■ Your task: Using the entries below, say how many of the lines carry "struct". Write the number alone.

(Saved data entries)
//! Rendering of grid pages into markdown tables.
//!
//! A page renders as
//!
//! ```text
//! # BMI: age = 30 years
//!
//! notes, verbatim
//!
//! | ↓height (cm), weight (kg)→ | 50 | 60 |
//! | --- | --- | --- |
//! | 150 | 22.22 | 26.67 |
//! ```
//!
//! Every number on the page, headers included, goes through the same
//! [`NumberFormat`], so identical inputs give byte-identical output.

use std::fmt;

use log::{debug, warn};

use crate::config::DEFAULT_PRECISION;
use crate::errors::FunctionRuntimeError;
use crate::function::ResolvedFunction;
use crate::grid::GridPage;

/// Marker written in place of a value whose evaluation failed.
pub const ERROR_MARKER: &str = "ERROR";

/// Fixed decimal rendering policy.
///
/// Values are rounded to `precision` decimals with ties to even, then trailing zeros
/// and a dangling decimal point are removed. `-0` is written `0`, non-finite values
/// `NaN`, `inf` and `-inf`.
#[derive(Debug, Clone, Copy, PartialEq, Eq)]
pub struct NumberFormat {
    pub precision: usize,
}

impl Default for NumberFormat {
    fn default() -> Self {
        Self {
            precision: DEFAULT_PRECISION,
        }
    }
}

impl NumberFormat {
    pub fn new(precision: usize) -> Self {
        Self { precision }
    }

    pub fn format(&self, value: f64) -> String {
        if value.is_nan() {
            return "NaN".to_string();
        }
        if value.is_infinite() {
            return if value > 0.0 { "inf" } else { "-inf" }.to_string();
        }

        let text = format!("{value:.prec$}", prec = self.precision);
        let text = if text.contains('.') {
            text.trim_end_matches('0').trim_end_matches('.')
        } else {
            text.as_str()
        };
        if text == "-0" {
            "0".to_string()
        } else {
            text.to_string()
        }
    }
}

/// Content of one table cell.
#[derive(Debug, Clone, PartialEq)]
pub enum Cell {
    Value(f64),
    Error(FunctionRuntimeError),
}

/// A fully evaluated page, ready to be written.
#[derive(Debug, Clone)]
pub struct TableDocument {
    title: String,
    notes: Option<String>,
    page: GridPage,
    /// Row-major, `rows * cols` entries.
    cells: Vec<Cell>,
}

impl TableDocument {
    /// Evaluates `function` on every cell of `page`.
    ///
    /// Failed evaluations become [`Cell::Error`] and are logged; they never abort the
    /// page.
    pub fn build(
        title: &str,
        notes: Option<&str>,
        page: GridPage,
        function: &ResolvedFunction,
    ) -> Self {
        let cells: Vec<Cell> = page
            .cells()
            .map(|(_, _, inputs)| match function.evaluate(&inputs) {
                Ok(value) => Cell::Value(value),
                Err(e) => {
                    warn!("{e}");
                    Cell::Error(e)
                }
            })
            .collect();

        let (rows, cols) = page.dimensions();
        debug!(
            "evaluated {rows}x{cols} page{}",
            page.fixed_axis
                .as_ref()
                .map(|fixed| format!(" {} = {}", fixed.name, fixed.value))
                .unwrap_or_default()
        );

        Self {
            title: title.to_string(),
            notes: notes.map(str::to_string),
            page,
            cells,
        }
    }

    pub fn page(&self) -> &GridPage {
        &self.page
    }

    pub fn title(&self) -> &str {
        &self.title
    }

    /// The cell at (`row`, `col`), indexed into the row and column axes.
    pub fn cell(&self, row: usize, col: usize) -> Option<&Cell> {
        let (rows, cols) = self.page.dimensions();
        if row >= rows || col >= cols {
            return None;
        }
        self.cells.get(row * cols + col)
    }

    pub fn failed_cells(&self) -> usize {
        self.cells
            .iter()
            .filter(|cell| matches!(cell, Cell::Error(_)))
            .count()
    }

    pub fn to_markdown(&self, format: &NumberFormat) -> String {
        Markdown {
            document: self,
            format,
        }
        .to_string()
    }
}

struct Markdown<'a> {
    document: &'a TableDocument,
    format: &'a NumberFormat,
}

impl fmt::Display for Markdown<'_> {
    fn fmt(&self, f: &mut fmt::Formatter<'_>) -> fmt::Result {
        let document = self.document;
        let page = &document.page;
        let number = |value: f64| self.format.format(value);

        write!(f, "# {}", document.title)?;
        if let Some(fixed) = &page.fixed_axis {
            write!(f, ": {} = {}", fixed.name, number(fixed.value))?;
            if let Some(unit) = &fixed.unit {
                write!(f, " {unit}")?;
            }
        }
        writeln!(f)?;
        writeln!(f)?;

        if let Some(notes) = &document.notes {
            write!(f, "{notes}")?;
            writeln!(f)?;
            writeln!(f)?;
        }

        write!(
            f,
            "| ↓{}, {}→ |",
            escape(&page.row_axis.label()),
            escape(&page.col_axis.label())
        )?;
        for &col in page.col_axis.values() {
            write!(f, " {} |", number(col))?;
        }
        writeln!(f)?;

        write!(f, "| --- |")?;
        for _ in page.col_axis.values() {
            write!(f, " --- |")?;
        }
        writeln!(f)?;

        let cols = page.col_axis.len();
        for (r, &row) in page.row_axis.values().iter().enumerate() {
            write!(f, "| {} |", number(row))?;
            for cell in &document.cells[r * cols..(r + 1) * cols] {
                match cell {
                    Cell::Value(value) => write!(f, " {} |", number(*value))?,
                    Cell::Error(_) => write!(f, " {ERROR_MARKER} |")?,
                }
            }
            writeln!(f)?;
        }
        Ok(())
    }
}

/// Keeps a label from splitting a table cell.
fn escape(label: &str) -> String {
    label.replace('|', "\\|")
}

#[cfg(test)]
mod tests {
    use super::*;
    use crate::config::EvalBackend;
    use crate::function::FunctionDescriptor;
    use crate::grid::enumerate_pages;
    use crate::range::RangeSpec;

    fn document(function: &str, ranges: &[&str]) -> Vec<TableDocument> {
        let ranges: Vec<RangeSpec> = ranges.iter().map(|r| r.parse().unwrap()).collect();
        let function = FunctionDescriptor::from_input(function)
            .resolve(ranges.len(), EvalBackend::Jit)
            .unwrap();
        enumerate_pages(&ranges)
            .unwrap()
            .into_iter()
            .map(|page| TableDocument::build("Title", Some("Some notes."), page, &function))
            .collect()
    }

    #[test]
    fn test_number_format() {
        let format = NumberFormat::default();
        assert_eq!(format.format(4.0), "4");
        assert_eq!(format.format(2.5), "2.5");
        assert_eq!(format.format(1.0 / 3.0), "0.33");
        assert_eq!(format.format(2.0 / 3.0), "0.67");
        assert_eq!(format.format(-0.001), "0");
        assert_eq!(format.format(-0.0), "0");
        assert_eq!(format.format(1234.5678), "1234.57");
        assert_eq!(format.format(f64::NAN), "NaN");
        assert_eq!(format.format(f64::NEG_INFINITY), "-inf");
        assert_eq!(NumberFormat::new(0).format(12.7), "13");
        assert_eq!(NumberFormat::new(4).format(0.1 + 0.2), "0.3");
    }

    #[test]
    fn test_product_table() {
        let docs = document("|a| a[0] * a[1]", &["x:1:3:1", "y:1:2:1"]);
        let doc = &docs[0];
        assert_eq!(doc.page().dimensions(), (2, 3));
        // row y = 2, column x = 2
        assert_eq!(doc.cell(1, 1), Some(&Cell::Value(4.0)));
        assert_eq!(doc.cell(2, 0), None);
        assert_eq!(
            doc.to_markdown(&NumberFormat::default()),
            "# Title\n\
             \n\
             Some notes.\n\
             \n\
             | ↓y, x→ | 1 | 2 | 3 |\n\
             | --- | --- | --- | --- |\n\
             | 1 | 1 | 2 | 3 |\n\
             | 2 | 2 | 4 | 6 |\n"
        );
    }

    #[test]
    fn test_notes_are_copied_verbatim() {
        let notes = include_str!("../demos/bmi_notes.md");
        let ranges: Vec<RangeSpec> = ["w:50:50:1", "h:180:180:1"]
            .iter()
            .map(|r| r.parse().unwrap())
            .collect();
        let function = FunctionDescriptor::from_input("|a| a[0] / (a[1] / 100) ^ 2")
            .resolve(2, EvalBackend::Interpreter)
            .unwrap();
        let page = enumerate_pages(&ranges).unwrap().remove(0);
        let markdown = TableDocument::build("BMI", Some(notes), page.clone(), &function)
            .to_markdown(&NumberFormat::default());
        assert!(
            markdown.starts_with(&format!("# BMI\n\n{notes}\n\n| ↓h, w→ |")),
            "{markdown}"
        );

        // whitespace is kept as well
        let markdown = TableDocument::build("BMI", Some("  indented\n"), page, &function)
            .to_markdown(&NumberFormat::default());
        assert!(markdown.starts_with("# BMI\n\n  indented\n\n\n|"), "{markdown}");
    }

    #[test]
    fn test_error_cell() {
        let docs = document("|a| 1 / (a[0] - a[1])", &["x:1:2:1", "y:1:2:1"]);
        let doc = &docs[0];
        assert_eq!(doc.failed_cells(), 2);
        assert!(matches!(doc.cell(0, 0), Some(Cell::Error(_))));
        let markdown = doc.to_markdown(&NumberFormat::default());
        assert!(markdown.contains("| 1 | ERROR | 1 |"), "{markdown}");
        assert!(markdown.contains("| 2 | -1 | ERROR |"), "{markdown}");
    }

    #[test]
    fn test_fixed_axis_heading() {
        let docs = document(
            "|a| a[0] + a[1] + a[2]",
            &["age:20:30:10:years", "w:1:1:1", "h:1:1:1:cm"],
        );
        assert_eq!(docs.len(), 2);
        let markdown = docs[1].to_markdown(&NumberFormat::default());
        assert!(markdown.starts_with("# Title: age = 30 years\n"), "{markdown}");
        assert!(markdown.contains("| ↓h (cm), w→ | 1 |"), "{markdown}");
        assert!(markdown.contains("| 1 | 32 |"), "{markdown}");
    }

    #[test]
    fn test_non_finite_values() {
        let docs = document("|a| exp(a[0] * a[1])", &["x:1:1:1", "y:1000:1000:1"]);
        let markdown = docs[0].to_markdown(&NumberFormat::default());
        assert!(markdown.contains("| 1000 | inf |"), "{markdown}");
    }
}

■ Solution to this task: 3